Viral TikTok triples demand for Shout

On Wednesday 26 January, a user generated TikTok video posted by a young teenager encouraged people to text our Shout service, stating: “here’s the number if anyone is struggling” and adding “...mental health helplines, because no one else cares.”

The video went viral and our Shout Volunteers took more than 5,200 conversations that day, largely with children and young people seeking immediate support. This marked our busiest ever day, with daily demand increasing three-fold.

Over the following week, spontaneous TikTok videos and comments continued to drive awareness of Shout on social media, directly resulting in a sudden and sustained increase in usage of the service - particularly from younger texters and most frequently at night.

Texter characteristics and behaviours

The majority of our texters at this time were under 18 and, strikingly, 19% were aged 13 or under compared to just 6% the previous week. Every night, conversations peaked between 9pm and 11pm and continued through the night and into the morning.

An astonishing number of children and young adults sought mental health support all through the night, predominantly with depression and anxiety, while conversations concerning bullying tripled.

Social media, mental health and sleep

Children and young people have been discovering the viral social media posts and TikToks promoting Shout at night because, despite a wealth of research advising against doing so, they are taking their phones to bed.

While we don't fully understand the impact of social media on our mental health, we do know that using devices and interacting with people and social content late at night can negatively impact our sleep, which is vital for maintaining our mental health and wellbeing.

Indeed, while social media provides important ways for young people to communicate with each other, information is not always accurately described by influencers and social media users, which can leave young people feeling isolated and confused. This is especially true in the middle of the night, when nobody is around for them to talk to and their ability to manage their thoughts and emotions is further impeded by fragmented and interrupted sleep.

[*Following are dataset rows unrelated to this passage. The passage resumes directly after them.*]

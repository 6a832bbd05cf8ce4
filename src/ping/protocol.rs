//! Wire constants of the financial ping protocol.

use std::time::Duration;

/// Protocol version argument, always first in the ping parameters.
pub const PROTOCOL_CGI_ARGUMENT: &str = "rep=2";

// Request and response field names.
pub const RLZ_CGI_VARIABLE: &str = "rlz";
pub const DCC_CGI_VARIABLE: &str = "dcc";
pub const EVENTS_CGI_VARIABLE: &str = "events";
pub const STATEFUL_EVENTS_CGI_VARIABLE: &str = "stateful_events";
pub const SET_DCC_RESPONSE_VARIABLE: &str = "set_dcc";
pub const PRODUCT_SIGNATURE_CGI_VARIABLE: &str = "as";
pub const PRODUCT_BRAND_CGI_VARIABLE: &str = "brand";
pub const PRODUCT_ID_CGI_VARIABLE: &str = "pid";
pub const PRODUCT_LANGUAGE_CGI_VARIABLE: &str = "hl";
pub const MACHINE_ID_CGI_VARIABLE: &str = "id";

/// Joins an access point code and its RLZ: `I7:1R3_en`.
pub const RLZ_CGI_INDICATOR: &str = ":";
pub const RLZ_CGI_SEPARATOR: &str = ",";
pub const EVENTS_CGI_SEPARATOR: char = ',';

/// Separates a response field name from its value.
pub const RESPONSE_FIELD_SEPARATOR: &str = ": ";
/// Marks the checksum line of a response.
pub const CHECKSUM_FIELD: &str = "crc32: ";

pub const FINANCIAL_PING_PATH: &str = "/tools/pso/ping";
pub const DEFAULT_FINANCIAL_SERVER: &str = "https://clients1.google.com";

pub const MAX_PING_RESPONSE_LENGTH: usize = 16384;
pub const MAX_CGI_LENGTH: usize = 2048;
/// Room for the request path: events and ping params of up to
/// `MAX_CGI_LENGTH` each plus the product fields.
pub const MAX_PING_REQUEST_LENGTH: usize = 3 * MAX_CGI_LENGTH;

/// Minimum spacing of pings for a product with pending events.
pub const EVENTS_PING_INTERVAL: Duration = Duration::from_secs(24 * 60 * 60);
/// Minimum spacing of pings for a product with nothing to report.
pub const NO_EVENTS_PING_INTERVAL: Duration = Duration::from_secs(7 * 24 * 60 * 60);
use super::{KeyPath, Store, StoreError, StoreValue};
use crate::model::types::OwnerId;

use dashmap::DashMap;
use std::collections::BTreeMap;
use std::sync::Arc;

type Namespace = DashMap<KeyPath, BTreeMap<String, StoreValue>>;

/// In-process store.
///
/// Structure: `Owner -> Key path -> Value name -> Value`. A key exists exactly
/// when it has an entry in its owner's namespace, so creating a key inserts
/// empty entries for it and for every ancestor.
#[derive(Clone, Default)]
pub struct MemoryStore {
    owners: Arc<DashMap<OwnerId, Namespace>>,
}

impl MemoryStore {
    pub fn new() -> Self {
        Self::default()
    }

    /// Number of keys currently held for `owner`.
    pub fn key_count(&self, owner: &OwnerId) -> usize {
        self.owners
            .get(owner)
            .map(|namespace| namespace.len())
            .unwrap_or(0)
    }

    fn ensure_key(&self, owner: &OwnerId, key: &KeyPath) {
        let namespace = self.owners.entry(owner.clone()).or_default();
        let mut current = Some(key.clone());
        while let Some(path) = current {
            if path.segments().is_empty() {
                break;
            }
            current = path.parent();
            namespace.entry(path).or_default();
        }
    }
}

impl Store for MemoryStore {
    fn create_key(&self, owner: &OwnerId, key: &KeyPath) -> Result<(), StoreError> {
        self.ensure_key(owner, key);
        Ok(())
    }

    fn key_exists(&self, owner: &OwnerId, key: &KeyPath) -> Result<bool, StoreError> {
        Ok(self
            .owners
            .get(owner)
            .map(|namespace| namespace.contains_key(key))
            .unwrap_or(false))
    }

    fn read_value(
        &self,
        owner: &OwnerId,
        key: &KeyPath,
        name: &str,
    ) -> Result<Option<StoreValue>, StoreError> {
        if let Some(namespace) = self.owners.get(owner) {
            if let Some(values) = namespace.get(key) {
                return Ok(values.get(name).cloned());
            }
        }
        Ok(None)
    }

    fn write_value(
        &self,
        owner: &OwnerId,
        key: &KeyPath,
        name: &str,
        value: StoreValue,
    ) -> Result<(), StoreError> {
        self.ensure_key(owner, key);
        if let Some(namespace) = self.owners.get(owner) {
            if let Some(mut values) = namespace.get_mut(key) {
                values.insert(name.to_string(), value);
            }
        }
        tracing::trace!("Wrote {}/{} for {}", key, name, owner);
        Ok(())
    }

    fn delete_value(&self, owner: &OwnerId, key: &KeyPath, name: &str) -> Result<(), StoreError> {
        if let Some(namespace) = self.owners.get(owner) {
            if let Some(mut values) = namespace.get_mut(key) {
                values.remove(name);
            }
        }
        Ok(())
    }

    fn enumerate_values(
        &self,
        owner: &OwnerId,
        key: &KeyPath,
    ) -> Result<Option<Vec<(String, StoreValue)>>, StoreError> {
        let Some(namespace) = self.owners.get(owner) else {
            return Ok(None);
        };
        let entries = namespace.get(key).map(|values| {
            values
                .iter()
                .map(|(name, value)| (name.clone(), value.clone()))
                .collect()
        });
        Ok(entries)
    }

    fn delete_key(&self, owner: &OwnerId, key: &KeyPath) -> Result<(), StoreError> {
        if let Some(namespace) = self.owners.get(owner) {
            namespace.retain(|path, _| !path.is_within(key));
        }
        Ok(())
    }

    fn delete_key_if_empty(&self, owner: &OwnerId, key: &KeyPath) -> Result<(), StoreError> {
        let Some(namespace) = self.owners.get(owner) else {
            return Ok(());
        };

        let has_values = match namespace.get(key) {
            Some(values) => !values.is_empty(),
            // Key does not exist, nothing to do.
            None => return Ok(()),
        };
        if has_values {
            return Ok(());
        }

        let has_subkeys = namespace
            .iter()
            .any(|entry| entry.key().is_descendant_of(key));
        if has_subkeys {
            return Ok(());
        }

        namespace.remove(key);
        tracing::debug!("Deleted empty key {} for {}", key, owner);
        Ok(())
    }
}
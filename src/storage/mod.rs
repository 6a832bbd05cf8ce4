//! Persistent Storage Module
//!
//! Namespaced, hierarchical key-value storage scoped by owner. The library only
//! relies on the operations of the [`Store`] trait; any backend that provides
//! "namespaced, per-owner, delete-if-empty" semantics can sit underneath.
//!
//! ## Core Concepts
//! - **Owner**: every call is parameterized by an [`OwnerId`]; owners never see
//!   each other's keys.
//! - **Keys**: a [`KeyPath`] names a node in a tree. Writing a value creates the
//!   key and all of its ancestors.
//! - **Values**: named [`StoreValue`]s hang off a key, either text or a number.
//!
//! ## Backends
//! - **`memory`**: `MemoryStore`, concurrent maps held in process. Used by tests.
//! - **`file`**: `FileStore`, one JSON document per owner under a root directory.

pub mod file;
pub mod memory;


use crate::model::types::OwnerId;

use serde::{Deserialize, Serialize};
use std::fmt;
use thiserror::Error;

#[derive(Debug, Error)]
pub enum StoreError {
    #[error("store I/O failed: {0}")]
    Io(#[from] std::io::Error),
    #[error("store document is corrupt: {0}")]
    Corrupt(#[from] serde_json::Error),
    #[error("store lock poisoned")]
    Poisoned,
}

/// A value attached to a key.
#[derive(Debug, Clone, PartialEq, Eq, Serialize, Deserialize)]
#[serde(untagged)]
pub enum StoreValue {
    Number(u64),
    Text(String),
}

impl StoreValue {
    pub fn as_text(&self) -> Option<&str> {
        match self {
            StoreValue::Text(text) => Some(text),
            StoreValue::Number(_) => None,
        }
    }

    pub fn as_number(&self) -> Option<u64> {
        match self {
            StoreValue::Number(number) => Some(*number),
            StoreValue::Text(_) => None,
        }
    }
}

/// Path of a key in the store tree. Segments must not contain `/`.
#[derive(Debug, Clone, PartialEq, Eq, Hash, PartialOrd, Ord)]
pub struct KeyPath(Vec<String>);

impl KeyPath {
    pub fn new(segments: &[&str]) -> Self {
        Self(segments.iter().map(|s| s.to_string()).collect())
    }

    pub fn join(&self, segment: &str) -> Self {
        let mut segments = self.0.clone();
        segments.push(segment.to_string());
        Self(segments)
    }

    pub fn parent(&self) -> Option<KeyPath> {
        if self.0.is_empty() {
            return None;
        }
        Some(Self(self.0[..self.0.len() - 1].to_vec()))
    }

    pub fn segments(&self) -> &[String] {
        &self.0
    }

    /// True when `self` lies strictly below `ancestor`.
    pub fn is_descendant_of(&self, ancestor: &KeyPath) -> bool {
        self.0.len() > ancestor.0.len() && self.0.starts_with(&ancestor.0)
    }

    /// True for `other` itself and everything below it.
    pub fn is_within(&self, other: &KeyPath) -> bool {
        self == other || self.is_descendant_of(other)
    }
}

impl fmt::Display for KeyPath {
    fn fmt(&self, f: &mut fmt::Formatter<'_>) -> fmt::Result {
        f.write_str(&self.0.join("/"))
    }
}

/// Owner-scoped hierarchical key-value storage.
///
/// Implementations must be safe to share between threads. Deleting something
/// that does not exist is not an error.
pub trait Store: Send + Sync {
    /// Creates `key` and its ancestors if missing.
    fn create_key(&self, owner: &OwnerId, key: &KeyPath) -> Result<(), StoreError>;

    fn key_exists(&self, owner: &OwnerId, key: &KeyPath) -> Result<bool, StoreError>;

    fn read_value(
        &self,
        owner: &OwnerId,
        key: &KeyPath,
        name: &str,
    ) -> Result<Option<StoreValue>, StoreError>;

    /// Writes a value, creating the key first when needed.
    fn write_value(
        &self,
        owner: &OwnerId,
        key: &KeyPath,
        name: &str,
        value: StoreValue,
    ) -> Result<(), StoreError>;

    fn delete_value(&self, owner: &OwnerId, key: &KeyPath, name: &str) -> Result<(), StoreError>;

    /// Values under `key` in ascending name order, or `None` if the key is missing.
    fn enumerate_values(
        &self,
        owner: &OwnerId,
        key: &KeyPath,
    ) -> Result<Option<Vec<(String, StoreValue)>>, StoreError>;

    /// Deletes `key` together with all of its subkeys and values.
    fn delete_key(&self, owner: &OwnerId, key: &KeyPath) -> Result<(), StoreError>;

    /// Deletes `key` only if it has neither values nor subkeys.
    fn delete_key_if_empty(&self, owner: &OwnerId, key: &KeyPath) -> Result<(), StoreError>;
}
//! Model Tests
//!
//! Covers code tables, sentinel handling and the bounded output buffer.

#[cfg(test)]
mod tests {
    use crate::error::RlzError;
    use crate::model::buffer::CappedString;
    use crate::model::types::{AccessPoint, Event, EventToken, OwnerId, Product};
    use std::collections::HashSet;

    // ============================================================
    // CODE TABLES
    // ============================================================

    #[test]
    fn test_access_point_from_code() {
        assert_eq!(AccessPoint::from_code(""), Some(AccessPoint::NoAccessPoint));
        assert_eq!(AccessPoint::from_code("i1"), None);
        assert_eq!(AccessPoint::from_code("I7"), Some(AccessPoint::IeDefaultSearch));
        assert_eq!(AccessPoint::from_code("T4"), Some(AccessPoint::IetbSearchBox));
        assert_eq!(AccessPoint::from_code("T4 "), None);
    }

    #[test]
    fn test_event_from_code() {
        assert_eq!(Event::from_code(""), Some(Event::InvalidEvent));
        assert_eq!(Event::from_code("i1"), None);
        assert_eq!(Event::from_code("I"), Some(Event::Install));
        assert_eq!(Event::from_code("F"), Some(Event::FirstSearch));
        assert_eq!(Event::from_code("F "), None);
    }

    #[test]
    fn test_codes_are_unique() {
        let points: HashSet<&str> = AccessPoint::ALL.iter().map(|p| p.code()).collect();
        assert_eq!(points.len(), AccessPoint::ALL.len());

        let events: HashSet<&str> = Event::ALL.iter().map(|e| e.code()).collect();
        assert_eq!(events.len(), Event::ALL.len());

        let products: HashSet<&str> = Product::ALL.iter().map(|p| p.name()).collect();
        assert_eq!(products.len(), Product::ALL.len());
    }

    #[test]
    fn test_non_sentinel_codes_have_fixed_width() {
        for point in AccessPoint::ALL.iter().skip(1) {
            assert_eq!(point.code().len(), 2, "{:?}", point);
        }
        for event in Event::ALL.iter().skip(1) {
            assert_eq!(event.code().len(), 1, "{:?}", event);
        }
    }

    #[test]
    fn test_parse_rejects_sentinels() {
        assert!(matches!(
            "".parse::<AccessPoint>(),
            Err(RlzError::UnsupportedAccessPoint(_))
        ));
        assert!(matches!("".parse::<Event>(), Err(RlzError::UnsupportedEvent(_))));
        assert!(matches!("Z".parse::<Product>(), Err(RlzError::UnknownProduct(_))));
        assert_eq!("C".parse::<Product>().unwrap(), Product::Chrome);
    }

    #[test]
    fn test_support_table() {
        assert!(!AccessPoint::NoAccessPoint.is_supported());
        assert!(!AccessPoint::MobileIdleScreenBlackberry.is_supported());
        assert!(!AccessPoint::MobileIdleScreenWinmob.is_supported());
        assert!(!AccessPoint::MobileIdleScreenSymbian.is_supported());

        assert!(AccessPoint::IeDefaultSearch.is_supported());
        assert!(AccessPoint::ChromeOmnibox.is_supported());
        assert!(AccessPoint::PartnerAp5.is_supported());

        assert_eq!(AccessPoint::supported().count(), AccessPoint::ALL.len() - 4);
    }

    // ============================================================
    // EVENT TOKENS
    // ============================================================

    #[test]
    fn test_token_encode_and_decode() {
        let token = EventToken::new(AccessPoint::IeDefaultSearch, Event::Install).unwrap();
        assert_eq!(token.encode(), "I7I");
        assert_eq!(EventToken::decode("I7I"), Some(token));
        assert_eq!(token.to_string(), "I7I");
    }

    #[test]
    fn test_token_decode_rejects_garbage() {
        assert_eq!(EventToken::decode(""), None);
        assert_eq!(EventToken::decode("I7"), None);
        assert_eq!(EventToken::decode("I7II"), None);
        assert_eq!(EventToken::decode("ZZI"), None);
        assert_eq!(EventToken::decode("I7Z"), None);
        assert_eq!(EventToken::decode("é1"), None);
    }

    #[test]
    fn test_token_new_rejects_sentinels() {
        assert!(EventToken::new(AccessPoint::NoAccessPoint, Event::Install).is_err());
        assert!(EventToken::new(AccessPoint::IeHomePage, Event::InvalidEvent).is_err());
    }

    // ============================================================
    // OWNERS
    // ============================================================

    #[test]
    fn test_owner_scopes() {
        assert!(OwnerId::machine().is_machine());
        assert!(!OwnerId::user("alice").is_machine());
        assert_eq!(OwnerId::user("alice"), OwnerId::user("alice"));
        assert_ne!(OwnerId::user("alice"), OwnerId::user("bob"));
    }

    // ============================================================
    // CAPPED STRING
    // ============================================================

    #[test]
    fn test_capped_string_fill_fits() {
        let mut buf = CappedString::with_capacity(4);
        buf.fill("abc").unwrap();
        assert_eq!(buf.as_str(), "abc");
    }

    #[test]
    fn test_capped_string_overflow_leaves_empty() {
        let mut buf = CappedString::with_capacity(3);
        buf.fill("ab").unwrap();

        let err = buf.fill("abc").unwrap_err();
        assert!(matches!(
            err,
            RlzError::BufferTooSmall {
                needed: 4,
                capacity: 3
            }
        ));
        assert!(buf.is_empty());
    }

    #[test]
    fn test_capped_string_zero_capacity_is_invalid() {
        let mut buf = CappedString::with_capacity(0);
        assert!(matches!(buf.reset(), Err(RlzError::InvalidArgument(_))));
    }
}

This then drives young people to seek support wherever they can find it at that point in time, whether that is through social media, elsewhere online or by texting Shout.

Managing device and social media usage at night

While Shout is here for every child and young person in distress, it is crucial that young people are equipped and empowered with the information, tools, support and face-to-face connections they need to manage their mental health and wellbeing.

There are several positive steps that can be taken to support family wellbeing around social media and device use, from creating family-wide agreements for using screens at night to improving access to trusted adults and reliable sources of news and mental health support.

If you are a parent or carer, read our top tips for more support on this topic.

“Thanks for texting with me. I never knew things like this existed until I actually saw a TikTok about it. Thank you again.”